use crate::agent::{generate_population, Agent};
use crate::config::{ScenarioConfig, N_CHANNELS};
use crate::error::EngineError;
use crate::funnel::{FunnelStage, METRICS, N_METRICS};
use crate::media;
use crate::network::NetworkGraph;
use crate::wom;
use rand::rngs::StdRng;
use rand::Rng;
use tracing::debug;

// Base daily probability of slipping back one stage
const FORGET_RATE: f32 = 0.01;

// Daily chance for an engaged but unprompted agent to move on its own
const NATURAL_PROGRESSION_RATE: f32 = 0.02;

pub(crate) fn forgetting_probability(days_in_stage: usize, decay: f32) -> f32 {
    FORGET_RATE * (1. + days_in_stage as f32 * 0.1) * decay
}

/// One repetition of a scenario: a population attached to a contact graph,
/// stepped one simulated day at a time. All stochastic state comes from the
/// repetition generator passed into `new` and `step`, consumed in a fixed
/// order (network, population, then per day: forgetting, media, WoM,
/// natural progression) so a repetition is fully reproducible from its
/// sub-seed.
pub struct Simulation {
    pub network: NetworkGraph,
    pub agents: Vec<Agent>,
    shares: [f32; N_CHANNELS],
    pub day: usize,
}

impl Simulation {
    pub fn new(conf: &ScenarioConfig, rng: &mut StdRng) -> Result<Simulation, EngineError> {
        let network = NetworkGraph::generate(&conf.network, rng)?;
        let agents = generate_population(conf, rng);
        Ok(Simulation {
            network,
            agents,
            shares: conf.media.normalized_shares(),
            day: 0,
        })
    }

    // Advance one simulated day. Per agent the net forward movement is at
    // most one stage from media plus one from WoM; natural progression only
    // fires for agents whose stage did not change today.
    pub fn step(&mut self, conf: &ScenarioConfig, rng: &mut StdRng) {
        self.day += 1;
        let n = self.agents.len();
        let mut changed = vec![false; n];

        for a in &mut self.agents {
            a.days_in_stage += 1;
            a.days_since_exposure = a.days_since_exposure.saturating_add(1);
        }

        // Forgetting: only Liking/Intent slip, so nobody drops below Aware
        for (i, a) in self.agents.iter_mut().enumerate() {
            if a.stage == FunnelStage::Liking || a.stage == FunnelStage::Intent {
                let p = forgetting_probability(a.days_in_stage, conf.wom.decay);
                let roll: f32 = rng.gen();
                if roll < p {
                    a.regress_stage();
                    changed[i] = true;
                }
            }
        }

        // Media exposure
        for (i, a) in self.agents.iter_mut().enumerate() {
            if media::expose(a, &conf.media, &self.shares, rng) {
                changed[i] = true;
            }
        }

        // Word of mouth, sourced from the post-media snapshot
        let snapshot: Vec<FunnelStage> = self.agents.iter().map(|a| a.stage).collect();
        let advanced = wom::diffuse(
            &mut self.agents,
            &snapshot,
            &self.network,
            &conf.wom,
            &conf.influencers,
            rng,
        );
        for (i, adv) in advanced.iter().enumerate() {
            if *adv {
                changed[i] = true;
            }
        }

        // Natural progression for untouched early-funnel agents
        for (i, a) in self.agents.iter_mut().enumerate() {
            if changed[i] {
                continue;
            }
            if a.stage == FunnelStage::Aware || a.stage == FunnelStage::Interested {
                let p = a.interest_propensity * NATURAL_PROGRESSION_RATE;
                let roll: f32 = rng.gen();
                if roll < p {
                    a.advance_stage();
                }
            }
        }

        debug!(day = self.day, "day complete");
    }

    // Count of agents at or beyond each metric's threshold stage
    pub fn metric_counts(&self) -> [usize; N_METRICS] {
        let mut counts = [0; N_METRICS];
        for a in &self.agents {
            for m in METRICS.iter() {
                if a.stage >= m.threshold() {
                    counts[m.index()] += 1;
                }
            }
        }
        counts
    }

    pub fn check_invariants(&self, rep: usize, day: usize) -> Result<(), EngineError> {
        if self.agents.len() != self.network.n_nodes() {
            return Err(EngineError::invariant(
                rep,
                day,
                format!(
                    "population {} does not match network {}",
                    self.agents.len(),
                    self.network.n_nodes()
                ),
            ));
        }
        for a in &self.agents {
            for v in a.adstock.iter() {
                if !v.is_finite() {
                    return Err(EngineError::invariant(
                        rep,
                        day,
                        format!("agent {} adstock not finite", a.id),
                    ));
                }
            }
        }
        Ok(())
    }
}

#[cfg(test)]
mod tests {
    use super::*;
    use crate::config::tests::base_scenario;
    use crate::config::{NetworkConfig, NetworkType};
    use rand::SeedableRng;

    fn quiet_scenario() -> ScenarioConfig {
        // No media, no WoM
        let mut conf = base_scenario();
        conf.media.sns.share = 0.;
        conf.media.video.share = 0.;
        conf.media.search.share = 0.;
        conf.wom.p_generate = 0.;
        conf.network = NetworkConfig {
            kind: NetworkType::SmallWorld,
            n: 1000,
            k: 6,
            beta: 0.1,
        };
        conf.steps = 10;
        conf.reps = 1;
        conf.seed = 42;
        conf
    }

    #[test]
    fn test_quiet_scenario_stays_unaware() {
        let conf = quiet_scenario();
        let mut rng: StdRng = SeedableRng::seed_from_u64(conf.seed);
        let mut sim = Simulation::new(&conf, &mut rng).unwrap();
        for _ in 0..conf.steps {
            sim.step(&conf, &mut rng);
        }
        assert!(sim
            .agents
            .iter()
            .all(|a| a.stage == FunnelStage::Unaware));
        assert_eq!(sim.metric_counts(), [0; N_METRICS]);
    }

    #[test]
    fn test_sns_only_single_step() {
        let mut conf = quiet_scenario();
        conf.media.sns = crate::config::MediaChannelConfig::new(1., 0.5);
        conf.steps = 1;

        let mut rng: StdRng = SeedableRng::seed_from_u64(conf.seed);
        let mut sim = Simulation::new(&conf, &mut rng).unwrap();
        sim.step(&conf, &mut rng);

        let advanced: Vec<&Agent> = sim
            .agents
            .iter()
            .filter(|a| a.stage != FunnelStage::Unaware)
            .collect();
        assert!(!advanced.is_empty());
        // Exactly one stage in one day
        assert!(advanced.iter().all(|a| a.stage == FunnelStage::Aware));

        // Reproducible count for the same seed
        let mut rng: StdRng = SeedableRng::seed_from_u64(conf.seed);
        let mut again = Simulation::new(&conf, &mut rng).unwrap();
        again.step(&conf, &mut rng);
        assert_eq!(sim.metric_counts(), again.metric_counts());
    }

    #[test]
    fn test_stage_movement_bounded_per_day() {
        let mut conf = base_scenario();
        // Everything on, aggressively
        conf.media.sns = crate::config::MediaChannelConfig::new(0.4, 0.8);
        conf.media.video = crate::config::MediaChannelConfig::new(0.3, 0.8);
        conf.media.search = crate::config::MediaChannelConfig::new(0.3, 0.8);
        conf.wom.p_generate = 1.;
        conf.steps = 30;

        let mut rng: StdRng = SeedableRng::seed_from_u64(7);
        let mut sim = Simulation::new(&conf, &mut rng).unwrap();
        for _ in 0..conf.steps {
            let before: Vec<FunnelStage> = sim.agents.iter().map(|a| a.stage).collect();
            sim.step(&conf, &mut rng);
            for (a, prev) in sim.agents.iter().zip(before.iter()) {
                let now = a.stage.index() as isize;
                let was = prev.index() as isize;
                // One media advance plus one WoM advance at most; natural
                // progression only fires when nothing else moved
                assert!(now - was <= 2, "agent {} jumped {} stages", a.id, now - was);
                // Backward movement is the forgetting step only: one stage,
                // and only from Liking or Intent
                if now < was {
                    assert_eq!(was - now, 1);
                    assert!(
                        *prev == FunnelStage::Liking || *prev == FunnelStage::Intent,
                        "agent {} regressed from {:?}",
                        a.id,
                        prev
                    );
                }
            }
        }
        sim.check_invariants(0, conf.steps).unwrap();
    }

    #[test]
    fn test_forgetting_probability_formula() {
        assert!((forgetting_probability(0, 1.) - 0.01).abs() < 1e-6);
        assert!((forgetting_probability(10, 1.) - 0.02).abs() < 1e-6);
        assert!((forgetting_probability(10, 0.5) - 0.01).abs() < 1e-6);
        assert_eq!(forgetting_probability(5, 0.), 0.);
    }

    #[test]
    fn test_forgetting_floor_is_aware() {
        // Regression only ever starts from Liking or Intent, so the floor
        // after one step is Knowledgeable, and Unaware is unreachable
        assert_eq!(FunnelStage::Liking.regress(), FunnelStage::Knowledgeable);
        assert_eq!(FunnelStage::Intent.regress(), FunnelStage::Liking);
        assert!(FunnelStage::Liking.regress() > FunnelStage::Aware);
    }

    #[test]
    fn test_metric_counts_cumulative() {
        let conf = quiet_scenario();
        let mut rng: StdRng = SeedableRng::seed_from_u64(1);
        let mut sim = Simulation::new(&conf, &mut rng).unwrap();
        sim.agents[0].stage = FunnelStage::Intent;
        sim.agents[1].stage = FunnelStage::Aware;
        let counts = sim.metric_counts();
        // The Intent agent counts toward every category at or below it
        assert_eq!(counts[0], 2); // awareness
        assert_eq!(counts[1], 1); // interest
        assert_eq!(counts[2], 1); // knowledge
        assert_eq!(counts[3], 1); // liking
        assert_eq!(counts[4], 1); // intent
    }
}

******************************

## REQUIRED ACTION
Using the listing above, report each line that mentions the word "ScenarioConfig".

## SOLUTION TO THIS TASK
use crate::config::{ScenarioConfig, N_CHANNELS};
    pub fn new(conf: &ScenarioConfig, rng: &mut StdRng) -> Result<Simulation, EngineError> {
    pub fn step(&mut self, conf: &ScenarioConfig, rng: &mut StdRng) {
    fn quiet_scenario() -> ScenarioConfig {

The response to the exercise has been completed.